The summer season brings warm temperatures, bright sunshine – and an increased demand for water to irrigate lawns, gardens, and landscapes. Did you know you can help conserve South Florida’s precious water resources by watering wisely and following local irrigation ordinances?
July is Smart Irrigation Month, and we’re highlighting the ways South Floridians can make every drop count and save money this summer while supporting the protection of our water resources.
Approximately 50 percent of residential water is used for irrigation. A healthy landscape only needs 1 inch to 1.5 inches of water per week during the summer growing season. During the winter season, when a lawn goes dormant, it requires even less.
These simple irrigation tips can help you conserve water and save money all year long:
- Watch the weather, wait to water. Check the forecast to see if rain is on the way before turning on your irrigation system.
- Water efficiently. Avoid watering in the middle of the day, especially in warmer weather, when evaporation rates are highest.

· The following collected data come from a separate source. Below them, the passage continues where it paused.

//! `<img>` markup for `output = tag`.

use crate::params::ParameterSet;
use maud::{Markup, html};

/// Attributes of one rendered image tag.
#[derive(Debug, Clone, Default, PartialEq, Eq)]
pub struct ImgTag<'a> {
    pub src: &'a str,
    pub width: u32,
    pub height: u32,
    pub alt: &'a str,
    pub title: Option<&'a str>,
    pub class: Option<&'a str>,
    pub id: Option<&'a str>,
}

impl<'a> ImgTag<'a> {
    /// Tag for `src` with the markup attributes of `params`.
    pub fn new(src: &'a str, (width, height): (u32, u32), params: &'a ParameterSet) -> Self {
        Self {
            src,
            width,
            height,
            alt: params.alt().unwrap_or(""),
            title: params.title(),
            class: params.class(),
            id: params.id(),
        }
    }

    pub fn render(&self) -> Markup {
        html! {
            img src=(self.src) width=(self.width) height=(self.height) alt=(self.alt)
                title=[self.title] class=[self.class] id=[self.id];
        }
    }
}
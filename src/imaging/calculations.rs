//! Pure geometry calculations for the dimensional parameters.
//!
//! All functions here are pure and testable without any I/O or images.

/// Horizontal anchor for crops and watermark placement.
#[derive(Debug, Clone, Copy, PartialEq, Eq, Default)]
pub enum HAlign {
    Left,
    #[default]
    Center,
    Right,
}

/// Vertical anchor for crops and watermark placement.
#[derive(Debug, Clone, Copy, PartialEq, Eq, Default)]
pub enum VAlign {
    Top,
    #[default]
    Center,
    Bottom,
}

impl HAlign {
    pub fn from_name(name: &str) -> Option<Self> {
        match name.trim().to_ascii_lowercase().as_str() {
            "left" => Some(Self::Left),
            "center" | "centre" | "middle" => Some(Self::Center),
            "right" => Some(Self::Right),
            _ => None,
        }
    }

    pub fn name(self) -> &'static str {
        match self {
            Self::Left => "left",
            Self::Center => "center",
            Self::Right => "right",
        }
    }

    /// Offset of an item inside `free` pixels of slack.
    pub fn place(self, free: i64) -> i64 {
        match self {
            Self::Left => 0,
            Self::Center => free / 2,
            Self::Right => free,
        }
    }
}

impl VAlign {
    pub fn from_name(name: &str) -> Option<Self> {
        match name.trim().to_ascii_lowercase().as_str() {
            "top" => Some(Self::Top),
            "center" | "centre" | "middle" => Some(Self::Center),
            "bottom" => Some(Self::Bottom),
            _ => None,
        }
    }

    pub fn name(self) -> &'static str {
        match self {
            Self::Top => "top",
            Self::Center => "center",
            Self::Bottom => "bottom",
        }
    }

    pub fn place(self, free: i64) -> i64 {
        match self {
            Self::Top => 0,
            Self::Center => free / 2,
            Self::Bottom => free,
        }
    }
}

/// Where a crop window sits inside the filled image, plus a pixel nudge.
#[derive(Debug, Clone, Copy, PartialEq, Eq, Default)]
pub struct CropPlacement {
    pub h: HAlign,
    pub v: VAlign,
    pub offset_x: i32,
    pub offset_y: i32,
}

/// Resolved (absolute pixel) size request.
#[derive(Debug, Clone, Default, PartialEq)]
pub struct SizeRequest {
    pub width: Option<u32>,
    pub height: Option<u32>,
    pub max_width: Option<u32>,
    pub max_height: Option<u32>,
    pub min_width: Option<u32>,
    pub min_height: Option<u32>,
    pub crop: Option<CropPlacement>,
    pub allow_scale_larger: bool,
}

#[derive(Debug, Clone, Copy, PartialEq, Eq)]
pub struct CropRect {
    pub x: u32,
    pub y: u32,
    pub width: u32,
    pub height: u32,
}

/// What the engine must do to the decoded source before running filters.
#[derive(Debug, Clone, Copy, PartialEq, Eq, Default)]
pub struct Geometry {
    /// Resample to these dimensions first.
    pub resize: Option<(u32, u32)>,
    /// Then cut this window out of the resized image.
    pub crop: Option<CropRect>,
}

impl Geometry {
    /// Final output dimensions for a source of the given size.
    pub fn output_dimensions(&self, source: (u32, u32)) -> (u32, u32) {
        match (self.crop, self.resize) {
            (Some(c), _) => (c.width, c.height),
            (None, Some(r)) => r,
            (None, None) => source,
        }
    }
}

/// Calculate dimensions needed to fill a target area (resize before crop).
///
/// Returns dimensions that completely cover the target area while maintaining
/// the source aspect ratio. One dimension will match exactly, the other may exceed.
pub fn calculate_fill_dimensions(source: (u32, u32), target: (u32, u32)) -> (u32, u32) {
    let (src_w, src_h) = source;
    let (tgt_w, tgt_h) = target;

    let src_aspect = src_w as f64 / src_h as f64;
    let tgt_aspect = tgt_w as f64 / tgt_h as f64;

    if src_aspect > tgt_aspect {
        // Source is wider: height will match, width will exceed
        let h = tgt_h;
        let w = (h as f64 * src_aspect).round() as u32;
        (w.max(tgt_w), h)
    } else {
        // Source is taller: width will match, height will exceed
        let w = tgt_w;
        let h = (w as f64 / src_aspect).round() as u32;
        (w, h.max(tgt_h))
    }
}

fn bound(value: u32, min: Option<u32>, max: Option<u32>) -> u32 {
    let v = min.map_or(value, |m| value.max(m));
    max.map_or(v, |m| v.min(m)).max(1)
}

/// Plan resize and crop for a source image.
///
/// - `width` + `height` + crop: fill the box, then cut it at the placement.
/// - `width` + `height` without crop: fit inside the box.
/// - one of `width`/`height`: scale proportionally.
/// - `min_*` grow the result, `max_*` cap it (max wins).
/// - Without `allow_scale_larger` the image is never upscaled; an oversized
///   crop box shrinks proportionally to fit the source instead.
pub fn plan_geometry(source: (u32, u32), req: &SizeRequest) -> Geometry {
    let (sw, sh) = source;
    if sw == 0 || sh == 0 {
        return Geometry::default();
    }

    if let (Some(w), Some(h), Some(placement)) = (req.width, req.height, req.crop) {
        return plan_crop(source, w, h, placement, req);
    }

    let (fw, fh) = (sw as f64, sh as f64);
    let mut scale = match (req.width, req.height) {
        (Some(w), Some(h)) => (w as f64 / fw).min(h as f64 / fh),
        (Some(w), None) => w as f64 / fw,
        (None, Some(h)) => h as f64 / fh,
        (None, None) => 1.0,
    };
    if let Some(m) = req.min_width {
        scale = scale.max(m as f64 / fw);
    }
    if let Some(m) = req.min_height {
        scale = scale.max(m as f64 / fh);
    }
    if let Some(m) = req.max_width {
        scale = scale.min(m as f64 / fw);
    }
    if let Some(m) = req.max_height {
        scale = scale.min(m as f64 / fh);
    }
    if !req.allow_scale_larger {
        scale = scale.min(1.0);
    }

    let dims = (
        ((fw * scale).round() as u32).max(1),
        ((fh * scale).round() as u32).max(1),
    );
    Geometry {
        resize: (dims != source).then_some(dims),
        crop: None,
    }
}

/// Largest output, in pixels, a transform may resample to by default: an
/// RGBA8 buffer of 512 MiB, the `image` crate's default allocation limit.
pub const DEFAULT_MAX_OUTPUT_PIXELS: u64 = 512 * 1024 * 1024 / 4;

/// Shrink a plan whose resize target holds more than `max_pixels` pixels,
/// keeping its aspect ratio and crop placement. `None` when the plan fits.
pub fn limit_geometry(geometry: &Geometry, max_pixels: u64) -> Option<Geometry> {
    let (w, h) = geometry.resize?;
    let max_pixels = max_pixels.max(1);
    let area = w as u64 * h as u64;
    if area <= max_pixels {
        return None;
    }

    let factor = (max_pixels as f64 / area as f64).sqrt();
    // Nudge past float error so exact ratios land on whole pixels; the
    // integer clamps below keep the area within bounds.
    let scale = |v: u32| ((v as f64 * factor + 1e-6).floor() as u32).max(1);
    let rw = scale(w);
    // Extreme aspect ratios can still overshoot once the short side hits 1.
    let rh = scale(h).min((max_pixels / rw as u64).max(1) as u32);
    let rw = rw.min((max_pixels / rh as u64).max(1) as u32);

    let crop = geometry.crop.map(|c| {
        let width = scale(c.width).min(rw);
        let height = scale(c.height).min(rh);
        CropRect {
            x: ((c.x as f64 * factor).floor() as u32).min(rw - width),
            y: ((c.y as f64 * factor).floor() as u32).min(rh - height),
            width,
            height,
        }
    });
    Some(Geometry {
        resize: Some((rw, rh)),
        crop,
    })
}

fn plan_crop(
    source: (u32, u32),
    width: u32,
    height: u32,
    placement: CropPlacement,
    req: &SizeRequest,
) -> Geometry {
    let (sw, sh) = source;
    let mut w = bound(width, req.min_width, req.max_width);
    let mut h = bound(height, req.min_height, req.max_height);

    if !req.allow_scale_larger && (w > sw || h > sh) {
        let shrink = (sw as f64 / w as f64).min(sh as f64 / h as f64);
        w = ((w as f64 * shrink).round() as u32).clamp(1, sw);
        h = ((h as f64 * shrink).round() as u32).clamp(1, sh);
    }

    let fill = calculate_fill_dimensions(source, (w, h));
    let free_x = fill.0.saturating_sub(w) as i64;
    let free_y = fill.1.saturating_sub(h) as i64;
    let x = (placement.h.place(free_x) + placement.offset_x as i64).clamp(0, free_x);
    let y = (placement.v.place(free_y) + placement.offset_y as i64).clamp(0, free_y);

    Geometry {
        resize: (fill != source).then_some(fill),
        crop: Some(CropRect {
            x: x as u32,
            y: y as u32,
            width: w,
            height: h,
        }),
    }
}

- Keep your irrigation system in check. Inspect your irrigation system frequently for leaks and overspray to conserve water.
- Install a rain sensor. This recognizes when nature provides the water your lawn needs and shuts off automatic sprinklers.
- Use drip or micro-irrigation systems. These systems deliver water to the root of plants, so much less is lost to the atmosphere.
- Add Florida-Friendly plants. Florida-friendly landscaping is better suited to Florida's growing conditions and requires less water to remain healthy.
- Use mulch. This helps retain soil moisture and prevents weed growth.
- Follow local irrigation requirements. Know the time and the days of the week you can water based on year-round irrigation ordinances in your area.
The South Florida Water Management District and many local counties and municipalities establish year-round irrigation restrictions to help protect our water supply. These restrictions are designed to reduce unnecessary irrigation while still allowing enough water to maintain healthy landscapes year-round.